The respondent, Bharti Mahaveer Jain, availed two home loans of ₹28,95,000 and ₹48,60,000 as a co-borrower with her husband from Bajaj Finance Ltd. Along with the loans, she obtained an insurance policy on October 8, 2013, under a scheme where Bajaj Finance Ltd. was the Master Policy Holder of a Group Master Policy from Bajaj Allianz Life Insurance Co. Ltd. This policy was valid until June 20, 2016.
The respondent was enrolled in the Group Insurance Scheme with a risk commencement date of December 21, 2013, for a sum assured of ₹71,49,174. On March 20, 2014, the respondent informed the insurance company that she had been diagnosed with carcinoma of the right breast and was hospitalized on March 15, 2014.
The insurance company rejected the claim based on Clause 15(iii)(a) of the Master Policy, which excluded "any critical illness which existed at or occurred within 6 months of the entry date or the date of revival." The Claim Review Committee also rejected the critical illness claim.
The respondent then approached the State Commission in Consumer Complaint 114 of 2020, seeking payment of the sum assured, interest, compensation for mental agony and harassment, and costs.
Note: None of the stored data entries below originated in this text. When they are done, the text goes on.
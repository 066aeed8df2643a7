use archpilot_core::{
    ArchError, Inference, InferenceRequest, PromptLibrary, Result, RetryConfig, execute_with_retry,
    is_retryable_inference_error, is_retryable_status_code,
};
use async_trait::async_trait;
use serde::Deserialize;

/// Configuration for an OpenAI-compatible chat-completion endpoint.
#[derive(Debug, Clone)]
pub struct HostedInferenceConfig {
    pub api_key: String,
    pub model: String,
    pub base_url: String,
    pub max_tokens: u32,
}

impl HostedInferenceConfig {
    pub fn new(api_key: impl Into<String>, model: impl Into<String>) -> Self {
        Self {
            api_key: api_key.into(),
            model: model.into(),
            base_url: "https://api.openai.com/v1".to_string(),
            max_tokens: 4000,
        }
    }

    #[must_use]
    pub fn with_base_url(mut self, base_url: impl Into<String>) -> Self {
        self.base_url = base_url.into();
        self
    }

    #[must_use]
    pub fn with_max_tokens(mut self, max_tokens: u32) -> Self {
        self.max_tokens = max_tokens;
        self
    }
}

/// Inference client for any OpenAI-compatible chat endpoint.
///
/// Renders the named prompt template through a [`PromptLibrary`] and sends the
/// result as a single user message. Retryable failures (rate limits,
/// timeouts, 5xx) are retried with the shared backoff policy.
pub struct HostedInference {
    client: reqwest::Client,
    config: HostedInferenceConfig,
    prompts: PromptLibrary,
    retry: RetryConfig,
}

impl HostedInference {
    pub fn new(config: HostedInferenceConfig) -> Self {
        Self {
            client: reqwest::Client::new(),
            config,
            prompts: PromptLibrary::new(),
            retry: RetryConfig::default(),
        }
    }

    #[must_use]
    pub fn with_prompts(mut self, prompts: PromptLibrary) -> Self {
        self.prompts = prompts;
        self
    }

    #[must_use]
    pub fn with_retry(mut self, retry: RetryConfig) -> Self {
        self.retry = retry;
        self
    }

    async fn complete(&self, prompt: &str, temperature: Option<f32>) -> Result<String> {
        let body = serde_json::json!({
            "model": self.config.model,
            "messages": [{"role": "user", "content": prompt}],
            "temperature": temperature.unwrap_or(0.3),
            "max_tokens": self.config.max_tokens,
        });

        let response = self
            .client
            .post(format!("{}/chat/completions", self.config.base_url))
            .bearer_auth(&self.config.api_key)
            .json(&body)
            .send()
            .await
            .map_err(|e| ArchError::Inference(e.to_string()))?;

        let status = response.status().as_u16();
        if is_retryable_status_code(status) {
            let text = response.text().await.unwrap_or_default();
            return Err(ArchError::Inference(format!("HTTP {status}: {text}")));
        }
        if status >= 400 {
            let text = response.text().await.unwrap_or_default();
            return Err(ArchError::Inference(format!(
                "inference endpoint rejected request ({status}): {text}"
            )));
        }

        let completion: ChatCompletion =
            response.json().await.map_err(|e| ArchError::Inference(e.to_string()))?;
        completion
            .choices
            .into_iter()
            .next()
            .map(|c| c.message.content)
            .ok_or_else(|| ArchError::Inference("completion contained no choices".into()))
    }
}

#[derive(Deserialize)]
struct ChatCompletion {
    choices: Vec<ChatChoice>,
}

#[derive(Deserialize)]
struct ChatChoice {
    message: ChatMessage,
}

#[derive(Deserialize)]
struct ChatMessage {
    content: String,
}

#[async_trait]
impl Inference for HostedInference {
    fn name(&self) -> &str {
        &self.config.model
    }

    async fn generate(&self, req: InferenceRequest) -> Result<String> {
        let prompt = self.prompts.render(&req.template_id, &req.variables)?;
        tracing::debug!(
            template_id = %req.template_id,
            prompt_chars = prompt.len(),
            "dispatching inference request"
        );

        execute_with_retry(&self.retry, is_retryable_inference_error, || {
            let prompt = prompt.clone();
            async move { self.complete(&prompt, req.temperature).await }
        })
        .await
    }
}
The complaint was allowed.
The appellant argued that the State Commission erred in not appreciating that a contract must be interpreted according to its terms and conditions. They cited the Supreme Court judgments in General Assurance Society Limited Vs. Chandumull Jain & Anr. and The Oriental Insurance Co. Ltd. Vs. Sony Cherian[1] to support their contention that insurance policies should be strictly construed to determine the insurer's liability.
The appellant claimed that the policy had a 15-day Free Look Period, and since no request for cancellation was received, the Certificate of Insurance (COI) stood confirmed. They maintained that the claim was rightly rejected under Clause 15(iii)(a) of the Master Policy, which excluded critical illnesses within 180 days from the date of risk.
The insurance company argued that the terms of the policy were clear and that they were justified in rejecting the claim based on these terms.
The respondent contended that the Master Policy containing the terms and conditions of the risk covered was not provided to her, and therefore, the exclusion clause relied upon by the insurance company was not in her knowledge. She argued that this violated the Guidelines, Rules, and Regulations of the Insurance Regulatory and Development Authority of India (IRDA).
The respondent claimed that the condition regarding the exclusion of the critical illness benefit was only produced before the State Commission for the first time in the Written Statement. She argued that since carcinoma of the right breast constituted a critical illness, the sum assured of ₹71,49,714 was payable by the appellant.
The respondent contended that due to the insurance company's failure to release the insurance amount, she had to pay 72 loan installments amounting to ₹65,03,832. She argued that the repudiation of her claim constituted a deficiency in service and unfair trade practice.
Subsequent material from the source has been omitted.